_Your assignment_
Filter the records below for the word "CaughtFlag". Keep each line that has it.

Content starts

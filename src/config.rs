use std::{env, path::PathBuf};

const DEFAULT_PORT: u16 = 8080;
const DEFAULT_DATA_DIR: &str = "data";

#[derive(Debug, Clone, Copy, PartialEq, Eq)]
pub enum StorageMode {
    File,
    Memory,
}

#[derive(Debug, Clone, PartialEq, Eq)]
pub struct Config {
    pub port: u16,
    pub data_dir: PathBuf,
    pub storage: StorageMode,
}

impl Config {
    pub fn from_env() -> Self {
        Self::from_lookup(|name| env::var(name).ok())
    }

    /// Reads `PORT`, `APP_DATA_DIR` and `APP_STORAGE` through `lookup`.
    /// Unparseable values fall back to the defaults.
    pub fn from_lookup(lookup: impl Fn(&str) -> Option<String>) -> Self {
        let port = lookup("PORT")
            .and_then(|value| value.parse::<u16>().ok())
            .unwrap_or(DEFAULT_PORT);
        let data_dir = lookup("APP_DATA_DIR")
            .filter(|value| !value.trim().is_empty())
            .map(PathBuf::from)
            .unwrap_or_else(|| PathBuf::from(DEFAULT_DATA_DIR));
        let storage = match lookup("APP_STORAGE").as_deref().map(str::trim) {
            Some(mode) if mode.eq_ignore_ascii_case("memory") => StorageMode::Memory,
            _ => StorageMode::File,
        };

        Self {
            port,
            data_dir,
            storage,
        }
    }
}
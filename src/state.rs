use crate::dates::Clock;
use crate::models::EntryCollection;
use crate::storage::Backend;
use crate::store::EntryStore;
use std::sync::Arc;
use tokio::sync::Mutex;

/// Shared handler state. `entries` is the latest snapshot; holding its lock
/// across a store write keeps writes from overlapping.
#[derive(Clone)]
pub struct AppState {
    pub store: Arc<EntryStore<Backend>>,
    pub entries: Arc<Mutex<EntryCollection>>,
    pub clock: Arc<dyn Clock>,
}

impl AppState {
    pub fn new(store: EntryStore<Backend>, entries: EntryCollection, clock: Arc<dyn Clock>) -> Self {
        Self {
            store: Arc::new(store),
            entries: Arc::new(Mutex::new(entries)),
            clock,
        }
    }
}
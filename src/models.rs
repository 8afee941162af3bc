use serde::{Deserialize, Deserializer, Serialize};
use serde_json::Value;
use std::collections::BTreeMap;

/// Number of slots in each fixed-size list of a [`DailyEntry`].
pub const SLOTS: usize = 3;

/// Positional tags of `midday.caught`.
#[derive(Debug, Clone, Copy, PartialEq, Eq)]
pub enum CaughtFlag {
    Complaining,
    Comparing,
    Criticizing,
}

impl CaughtFlag {
    pub fn index(self) -> usize {
        match self {
            CaughtFlag::Complaining => 0,
            CaughtFlag::Comparing => 1,
            CaughtFlag::Criticizing => 2,
        }
    }
}

#[derive(Debug, Clone, PartialEq, Eq, Serialize, Default)]
pub struct Morning {
    pub gratitude: [String; SLOTS],
}

#[derive(Debug, Clone, PartialEq, Eq, Serialize, Default)]
pub struct Midday {
    pub caught: [bool; SLOTS],
    pub reframe: String,
}

#[derive(Debug, Clone, PartialEq, Eq, Serialize, Default)]
#[serde(rename_all = "camelCase")]
pub struct Night {
    pub went_well: String,
    pub handled: String,
    pub improve: String,
}

/// One calendar day's reflections.
///
/// Decoding never fails on shape: missing or mistyped fields fall back to
/// their empty form, short lists are padded and long lists are cut to
/// [`SLOTS`].
#[derive(Debug, Clone, PartialEq, Eq, Serialize, Default)]
pub struct DailyEntry {
    pub morning: Morning,
    pub midday: Midday,
    pub night: Night,
}

/// A single section of a day, as saved by one of the three daily screens.
#[derive(Debug, Clone, PartialEq, Eq)]
pub enum Section {
    Morning(Morning),
    Midday(Midday),
    Night(Night),
}

/// Any non-empty string counts, whitespace included.
pub fn is_filled(text: &str) -> bool {
    !text.is_empty()
}

impl Morning {
    pub fn from_value(value: Option<&Value>) -> Self {
        Self {
            gratitude: text_slots(value.and_then(|v| v.get("gratitude"))),
        }
    }

    pub fn filled_count(&self) -> usize {
        self.gratitude.iter().filter(|g| is_filled(g)).count()
    }
}

impl Midday {
    pub fn from_value(value: Option<&Value>) -> Self {
        Self {
            caught: flag_slots(value.and_then(|v| v.get("caught"))),
            reframe: text(value.and_then(|v| v.get("reframe"))),
        }
    }

    pub fn is_caught(&self, flag: CaughtFlag) -> bool {
        self.caught[flag.index()]
    }

    pub fn caught_count(&self) -> usize {
        self.caught.iter().filter(|caught| **caught).count()
    }
}

impl Night {
    pub fn from_value(value: Option<&Value>) -> Self {
        Self {
            went_well: text(value.and_then(|v| v.get("wentWell"))),
            handled: text(value.and_then(|v| v.get("handled"))),
            improve: text(value.and_then(|v| v.get("improve"))),
        }
    }

    pub fn filled_count(&self) -> usize {
        [&self.went_well, &self.handled, &self.improve]
            .into_iter()
            .filter(|field| is_filled(field))
            .count()
    }
}

impl DailyEntry {
    pub fn from_value(value: &Value) -> Self {
        Self {
            morning: Morning::from_value(value.get("morning")),
            midday: Midday::from_value(value.get("midday")),
            night: Night::from_value(value.get("night")),
        }
    }

    /// Returns a copy with one section replaced and the others untouched.
    pub fn with_section(&self, section: Section) -> Self {
        let mut entry = self.clone();
        match section {
            Section::Morning(morning) => entry.morning = morning,
            Section::Midday(midday) => entry.midday = midday,
            Section::Night(night) => entry.night = night,
        }
        entry
    }

    pub fn is_blank(&self) -> bool {
        self.morning.filled_count() == 0
            && self.midday.caught_count() == 0
            && !is_filled(&self.midday.reframe)
            && self.night.filled_count() == 0
    }
}

fn text(value: Option<&Value>) -> String {
    value.and_then(Value::as_str).unwrap_or_default().to_string()
}

fn text_slots(value: Option<&Value>) -> [String; SLOTS] {
    let items = value.and_then(Value::as_array);
    std::array::from_fn(|i| text(items.and_then(|items| items.get(i))))
}

fn flag_slots(value: Option<&Value>) -> [bool; SLOTS] {
    let items = value.and_then(Value::as_array);
    std::array::from_fn(|i| {
        items
            .and_then(|items| items.get(i))
            .and_then(Value::as_bool)
            .unwrap_or(false)
    })
}

macro_rules! lenient_deserialize {
    ($ty:ty, $value:ident => $build:expr) => {
        impl<'de> Deserialize<'de> for $ty {
            fn deserialize<D: Deserializer<'de>>(deserializer: D) -> Result<Self, D::Error> {
                let $value = Value::deserialize(deserializer)?;
                Ok($build)
            }
        }
    };
}

lenient_deserialize!(Morning, value => Morning::from_value(Some(&value)));
lenient_deserialize!(Midday, value => Midday::from_value(Some(&value)));
lenient_deserialize!(Night, value => Night::from_value(Some(&value)));
lenient_deserialize!(DailyEntry, value => DailyEntry::from_value(&value));

/// Every stored day, keyed by `YYYY-MM-DD`. Persisted as one JSON object.
#[derive(Debug, Clone, PartialEq, Eq, Serialize, Deserialize, Default)]
#[serde(transparent)]
pub struct EntryCollection {
    pub days: BTreeMap<String, DailyEntry>,
}

impl EntryCollection {
    pub fn get(&self, key: &str) -> Option<&DailyEntry> {
        self.days.get(key)
    }

    pub fn len(&self) -> usize {
        self.days.len()
    }

    pub fn is_empty(&self) -> bool {
        self.days.is_empty()
    }

    /// Entries in ascending key order.
    pub fn iter(&self) -> impl DoubleEndedIterator<Item = (&String, &DailyEntry)> + ExactSizeIterator {
        self.days.iter()
    }

    pub fn with_entry(&self, key: &str, entry: DailyEntry) -> Self {
        let mut next = self.clone();
        next.days.insert(key.to_string(), entry);
        next
    }

    pub fn without(&self, key: &str) -> Self {
        let mut next = self.clone();
        next.days.remove(key);
        next
    }
}

#[derive(Debug, Serialize, Deserialize)]
pub struct EntryResponse {
    pub date: String,
    pub entry: DailyEntry,
}

#[derive(Debug, Serialize, Deserialize)]
pub struct SaveResponse {
    pub date: String,
    pub entry: Option<DailyEntry>,
    pub persisted: bool,
    pub warning: Option<String>,
}

#[derive(Debug, Serialize, Deserialize)]
pub struct HistoryPoint {
    pub date: String,
    pub gratitude_count: u8,
    pub caught_count: u8,
    pub night_count: u8,
}

#[derive(Debug, Serialize, Deserialize)]
pub struct CompletionPoint {
    pub date: String,
    pub percent: u8,
}

#[derive(Debug, Serialize, Deserialize)]
pub struct ComplaintGratitudePoint {
    pub date: String,
    pub complaint_percent: u8,
    pub gratitude_percent: u8,
}

#[derive(Debug, Serialize, Deserialize)]
pub struct StatsResponse {
    pub completion: Vec<CompletionPoint>,
    pub complaint_gratitude: Vec<ComplaintGratitudePoint>,
}

#[derive(Debug, Serialize, Deserialize)]
pub struct CalendarResponse {
    pub filled_dates: Vec<String>,
}

#[derive(Debug, Deserialize)]
pub struct WindowQuery {
    pub limit: Option<usize>,
}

Content ends

_Exercise output_
pub enum CaughtFlag {
impl CaughtFlag {
            CaughtFlag::Complaining => 0,
            CaughtFlag::Comparing => 1,
            CaughtFlag::Criticizing => 2,
    pub fn is_caught(&self, flag: CaughtFlag) -> bool {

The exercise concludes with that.